Alternatively, the gate insulating film 13 may be formed of, for example, an inorganic insulating film. As the inorganic insulating film material, for example, an inorganic insulating material such as silicon oxide, silicon nitride, aluminum oxide (Al ₂ O ₃ ), and tantalum oxide (Ta ₂ O ₅ ) can be used.

  On the gate insulating film 13 above both sides of the gate electrode 12, source / drain electrodes 14 and 15 are formed apart from each other. The source / drain electrodes 14 and 15 are at least surfaces formed of a catalytic metal.

  For example, the source / drain electrodes 14 and 15 are formed of nickel, cobalt, iron, or an alloy composed of two or more of them, which are catalyst metals as a whole.

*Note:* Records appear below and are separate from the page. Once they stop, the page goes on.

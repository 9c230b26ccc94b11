// core/strings.rs
// Copyright 2025 Matti Hänninen
//
// Licensed under the Apache License, Version 2.0 (the "License"); you may not
// use this file except in compliance with the License. You may obtain a copy of
// the License at
//
//     http://www.apache.org/licenses/LICENSE-2.0
//
// Unless required by applicable law or agreed to in writing, software
// distributed under the License is distributed on an "AS IS" BASIS, WITHOUT
// WARRANTIES OR CONDITIONS OF ANY KIND, either express or implied. See the
// License for the specific language governing permissions and limitations under
// the License.

//! Strings, names, printing, and regex builtins.

use std::rc::Rc;

use crate::{
  env::{Env, Namespace},
  error::{Error, Result},
  printer,
  value::{num, Value},
};

use super::{at_least, between, def_builtin, exact};

pub fn install(core: &Namespace) {
  def_builtin(core, "str", str_builtin);
  def_builtin(core, "subs", subs);
  def_builtin(core, "name", name);
  def_builtin(core, "namespace", namespace);
  def_builtin(core, "symbol", symbol);
  def_builtin(core, "keyword", keyword);
  def_builtin(core, "pr-str", pr_str);
  def_builtin(core, "prn-str", prn_str);
  def_builtin(core, "print-str", print_str);
  def_builtin(core, "println-str", println_str);
  def_builtin(core, "pr", pr);
  def_builtin(core, "prn", prn);
  def_builtin(core, "print", print);
  def_builtin(core, "println", println);
  def_builtin(core, "newline", newline);
  def_builtin(core, "flush", flush);
  def_builtin(core, "printf", printf);
  def_builtin(core, "format", format_builtin);
  def_builtin(core, "re-pattern", re_pattern);
  def_builtin(core, "re-matches", re_matches);
  def_builtin(core, "re-find", re_find);
  def_builtin(core, "re-seq", re_seq);
}

fn str_builtin(env: &Rc<Env>, args: Vec<Value>) -> Result<Value> {
  let mut out = String::new();
  for arg in &args {
    if !matches!(arg, Value::Nil) {
      out.push_str(&printer::print_str(env, arg));
    }
  }
  Ok(Value::string(out))
}

fn subs(_env: &Rc<Env>, args: Vec<Value>) -> Result<Value> {
  between("subs", &args, 2, 3)?;
  let Value::Str(s) = &args[0] else {
    return Err(Error::type_error("subs needs a string"));
  };
  let chars: Vec<char> = s.chars().collect();
  let start = usize::try_from(num::as_i64(&args[1])?)
    .map_err(|_| Error::lookup("negative start index"))?;
  let end = match args.get(2) {
    Some(e) => usize::try_from(num::as_i64(e)?)
      .map_err(|_| Error::lookup("negative end index"))?,
    None => chars.len(),
  };
  if start > end || end > chars.len() {
    return Err(Error::lookup(format!(
      "string index out of range: {}..{}",
      start, end
    )));
  }
  Ok(Value::string(
    chars[start..end].iter().collect::<String>(),
  ))
}

fn name(_env: &Rc<Env>, args: Vec<Value>) -> Result<Value> {
  exact("name", &args, 1)?;
  match &args[0] {
    Value::Str(s) => Ok(Value::Str(s.clone())),
    Value::Symbol(s) => Ok(Value::string(s.name.clone())),
    Value::Keyword(k) => Ok(Value::string(k.name.clone())),
    other => Err(Error::type_error(format!(
      "name not supported on {}",
      other.type_name()
    ))),
  }
}

fn namespace(_env: &Rc<Env>, args: Vec<Value>) -> Result<Value> {
  exact("namespace", &args, 1)?;
  let ns = match &args[0] {
    Value::Symbol(s) => s.namespace.clone(),
    Value::Keyword(k) => k.namespace.clone(),
    other => {
      return Err(Error::type_error(format!(
        "namespace not supported on {}",
        other.type_name()
      )));
    }
  };
  Ok(match ns {
    Some(ns) => Value::string(ns),
    None => Value::Nil,
  })
}

fn symbol(_env: &Rc<Env>, args: Vec<Value>) -> Result<Value> {
  between("symbol", &args, 1, 2)?;
  if args.len() == 2 {
    let ns = match &args[0] {
      Value::Nil => None,
      Value::Str(s) => Some(s.clone()),
      other => {
        return Err(Error::type_error(format!(
          "symbol namespace must be a string, got {}",
          other.type_name()
        )));
      }
    };
    let Value::Str(n) = &args[1] else {
      return Err(Error::type_error("symbol name must be a string"));
    };
    return Ok(Value::symbol(ns, n.clone()));
  }
  match &args[0] {
    Value::Symbol(_) => Ok(args[0].clone()),
    Value::Str(s) => match s.split_once('/') {
      Some((ns, n)) if !ns.is_empty() && !n.is_empty() => {
        Ok(Value::symbol(Some(ns.into()), n))
      }
      _ => Ok(Value::simple_symbol(s.clone())),
    },
    Value::Keyword(k) => {
      Ok(Value::symbol(k.namespace.clone(), k.name.clone()))
    }
    Value::Var(var) => Ok(Value::symbol(
      Some(var.ns_name()),
      var.name(),
    )),
    other => Err(Error::type_error(format!(
      "cannot make a symbol from {}",
      other.type_name()
    ))),
  }
}

fn keyword(_env: &Rc<Env>, args: Vec<Value>) -> Result<Value> {
  between("keyword", &args, 1, 2)?;
  if args.len() == 2 {
    let ns = match &args[0] {
      Value::Nil => None,
      Value::Str(s) => Some(s.clone()),
      other => {
        return Err(Error::type_error(format!(
          "keyword namespace must be a string, got {}",
          other.type_name()
        )));
      }
    };
    let Value::Str(n) = &args[1] else {
      return Err(Error::type_error("keyword name must be a string"));
    };
    return Ok(Value::keyword(ns, n.clone()));
  }
  match &args[0] {
    Value::Keyword(_) => Ok(args[0].clone()),
    Value::Symbol(s) => {
      Ok(Value::keyword(s.namespace.clone(), s.name.clone()))
    }
    Value::Str(s) => match s.split_once('/') {
      Some((ns, n)) if !ns.is_empty() && !n.is_empty() => {
        Ok(Value::keyword(Some(ns.into()), n))
      }
      _ => Ok(Value::kw(s)),
    },
    _ => Ok(Value::Nil),
  }
}

//
// Printing
//

fn joined(
  env: &Rc<Env>,
  args: &[Value],
  readably: bool,
) -> String {
  let mut out = String::new();
  for (ix, arg) in args.iter().enumerate() {
    if ix > 0 {
      out.push(' ');
    }
    if readably {
      out.push_str(&printer::pr_str(env, arg));
    } else {
      out.push_str(&printer::print_str(env, arg));
    }
  }
  out
}

fn pr_str(env: &Rc<Env>, args: Vec<Value>) -> Result<Value> {
  Ok(Value::string(joined(env, &args, true)))
}

fn prn_str(env: &Rc<Env>, args: Vec<Value>) -> Result<Value> {
  let mut out = joined(env, &args, true);
  out.push('\n');
  Ok(Value::string(out))
}

fn print_str(env: &Rc<Env>, args: Vec<Value>) -> Result<Value> {
  Ok(Value::string(joined(env, &args, false)))
}

fn println_str(env: &Rc<Env>, args: Vec<Value>) -> Result<Value> {
  let mut out = joined(env, &args, false);
  out.push('\n');
  Ok(Value::string(out))
}

fn pr(env: &Rc<Env>, args: Vec<Value>) -> Result<Value> {
  env.write_out(&joined(env, &args, true))?;
  Ok(Value::Nil)
}

fn prn(env: &Rc<Env>, args: Vec<Value>) -> Result<Value> {
  let mut out = joined(env, &args, true);
  out.push('\n');
  env.write_out(&out)?;
  Ok(Value::Nil)
}

fn print(env: &Rc<Env>, args: Vec<Value>) -> Result<Value> {
  env.write_out(&joined(env, &args, false))?;
  Ok(Value::Nil)
}

fn println(env: &Rc<Env>, args: Vec<Value>) -> Result<Value> {
  let mut out = joined(env, &args, false);
  out.push('\n');
  env.write_out(&out)?;
  Ok(Value::Nil)
}

fn newline(env: &Rc<Env>, args: Vec<Value>) -> Result<Value> {
  exact("newline", &args, 0)?;
  env.write_out("\n")?;
  Ok(Value::Nil)
}

fn flush(_env: &Rc<Env>, args: Vec<Value>) -> Result<Value> {
  exact("flush", &args, 0)?;
  Ok(Value::Nil)
}

fn printf(env: &Rc<Env>, args: Vec<Value>) -> Result<Value> {
  at_least("printf", &args, 1)?;
  let formatted = format_builtin(env, args)?;
  if let Value::Str(s) = &formatted {
    env.write_out(s)?;
  }
  Ok(Value::Nil)
}

/// `%`-style formatting: the `%s %d %f %x %o %e %c %b %%  %n` subset the
/// embedded libraries use.
fn format_builtin(env: &Rc<Env>, args: Vec<Value>) -> Result<Value> {
  at_least("format", &args, 1)?;
  let Value::Str(fmt) = &args[0] else {
    return Err(Error::type_error("format needs a string"));
  };
  let mut out = String::new();
  let mut chars = fmt.chars().peekable();
  let mut next_arg = 1_usize;
  while let Some(c) = chars.next() {
    if c != '%' {
      out.push(c);
      continue;
    }
    // Width/precision flags pass through to a best-effort pad.
    let mut spec = String::new();
    while matches!(
      chars.peek(),
      Some(c) if c.is_ascii_digit() || *c == '.' || *c == '-' || *c == '+'
    ) {
      spec.push(chars.next().unwrap());
    }
    let Some(kind) = chars.next() else {
      return Err(Error::illegal_argument(
        "format string ends inside a directive",
      ));
    };
    match kind {
      '%' => out.push('%'),
      'n' => out.push('\n'),
      _ => {
        let arg = args.get(next_arg).cloned().ok_or_else(|| {
          Error::illegal_argument("missing argument for format")
        })?;
        next_arg += 1;
        let rendered = match kind {
          's' => printer::print_str(env, &arg),
          'd' => format!("{}", num::as_i64(&arg)?),
          'f' => {
            let precision = spec
              .split_once('.')
              .and_then(|(_, p)| p.parse::<usize>().ok())
              .unwrap_or(6);
            format!("{:.*}", precision, num::as_f64(&arg)?)
          }
          'e' => format!("{:e}", num::as_f64(&arg)?),
          'x' => format!("{:x}", num::as_i64(&arg)?),
          'X' => format!("{:X}", num::as_i64(&arg)?),
          'o' => format!("{:o}", num::as_i64(&arg)?),
          'b' => format!("{}", arg.is_truthy()),
          'c' => match &arg {
            Value::Char(c) => c.to_string(),
            other => printer::print_str(env, other),
          },
          other => {
            return Err(Error::illegal_argument(format!(
              "unsupported format directive %{}",
              other
            )));
          }
        };
        let width: usize = spec
          .trim_start_matches('-')
          .split('.')
          .next()
          .and_then(|w| w.parse().ok())
          .unwrap_or(0);
        if rendered.len() < width {
          let pad = " ".repeat(width - rendered.len());
          if spec.starts_with('-') {
            out.push_str(&rendered);
            out.push_str(&pad);
          } else {
            out.push_str(&pad);
            out.push_str(&rendered);
          }
        } else {
          out.push_str(&rendered);
        }
      }
    }
  }
  Ok(Value::string(out))
}

//
// Regex
//

fn as_regex(value: &Value) -> Result<Rc<crate::value::RegexVal>> {
  match value {
    Value::Regex(r) => Ok(r.clone()),
    Value::Str(s) => match crate::value::compile_regex(s)? {
      Value::Regex(r) => Ok(r),
      _ => unreachable!(),
    },
    other => Err(Error::type_error(format!(
      "expected a regex, got {}",
      other.type_name()
    ))),
  }
}

fn re_pattern(_env: &Rc<Env>, args: Vec<Value>) -> Result<Value> {
  exact("re-pattern", &args, 1)?;
  match &args[0] {
    Value::Regex(_) => Ok(args[0].clone()),
    Value::Str(s) => crate::value::compile_regex(s),
    other => Err(Error::type_error(format!(
      "re-pattern needs a string, got {}",
      other.type_name()
    ))),
  }
}

/// A match with groups comes back as a vector, without groups as the
/// matched string.
fn match_value(
  captures: regex::Captures<'_>,
) -> Value {
  if captures.len() == 1 {
    return Value::string(
      captures.get(0).map(|m| m.as_str()).unwrap_or(""),
    );
  }
  let groups: Vec<Value> = captures
    .iter()
    .map(|group| match group {
      Some(m) => Value::string(m.as_str()),
      None => Value::Nil,
    })
    .collect();
  Value::vector(groups)
}

fn re_matches(_env: &Rc<Env>, args: Vec<Value>) -> Result<Value> {
  exact("re-matches", &args, 2)?;
  let re = as_regex(&args[0])?;
  let Value::Str(s) = &args[1] else {
    return Err(Error::type_error("re-matches needs a string"));
  };
  match re.regex.captures(s) {
    Some(captures)
      if captures.get(0).map(|m| m.as_str() == s.as_ref())
        == Some(true) =>
    {
      Ok(match_value(captures))
    }
    _ => Ok(Value::Nil),
  }
}

fn re_find(_env: &Rc<Env>, args: Vec<Value>) -> Result<Value> {
  exact("re-find", &args, 2)?;
  let re = as_regex(&args[0])?;
  let Value::Str(s) = &args[1] else {
    return Err(Error::type_error("re-find needs a string"));
  };
  Ok(match re.regex.captures(s) {
    Some(captures) => match_value(captures),
    None => Value::Nil,
  })
}

fn re_seq(_env: &Rc<Env>, args: Vec<Value>) -> Result<Value> {
  exact("re-seq", &args, 2)?;
  let re = as_regex(&args[0])?;
  let Value::Str(s) = &args[1] else {
    return Err(Error::type_error("re-seq needs a string"));
  };
  let matches: Vec<Value> = re
    .regex
    .captures_iter(s)
    .map(match_value)
    .collect();
  if matches.is_empty() {
    Ok(Value::Nil)
  } else {
    Ok(Value::list_from_vec(matches))
  }
}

Alternatively, the source / drain electrodes 14 and 15 are made of a common electrode material, such as aluminum or aluminum alloy. Of course, it is also possible to form with electrode materials, such as copper, copper alloy, gold | metal | money, platinum, and tungsten.
A catalytic metal film (not shown) is formed on the surfaces of the source / drain electrodes 14 and 15. The catalytic metal film may be formed to have a thickness of at least several atomic layers.
The catalyst metal film includes nickel (Ni), molybdenum (Mo), titanium (Ti), chromium (Cr), cobalt (Co), tungsten (W), zirconium (Zr), tantalum (Ta), iron (Fe). , Copper (Cu), platinum (Pt), zinc (Zn), cadmium (Cd), germanium (Ge), tin (Sn), lead (Pb), bismuth (Bi), silver (Ag), gold (Au) , At least one metal selected from the group consisting of indium (In), manganese (Mn), palladium (Pd) and thallium (Tl), or a metal compound or alloy containing these elements.
Preferably, the catalyst metal film is formed of nickel, cobalt, iron, or an alloy composed of two or more thereof.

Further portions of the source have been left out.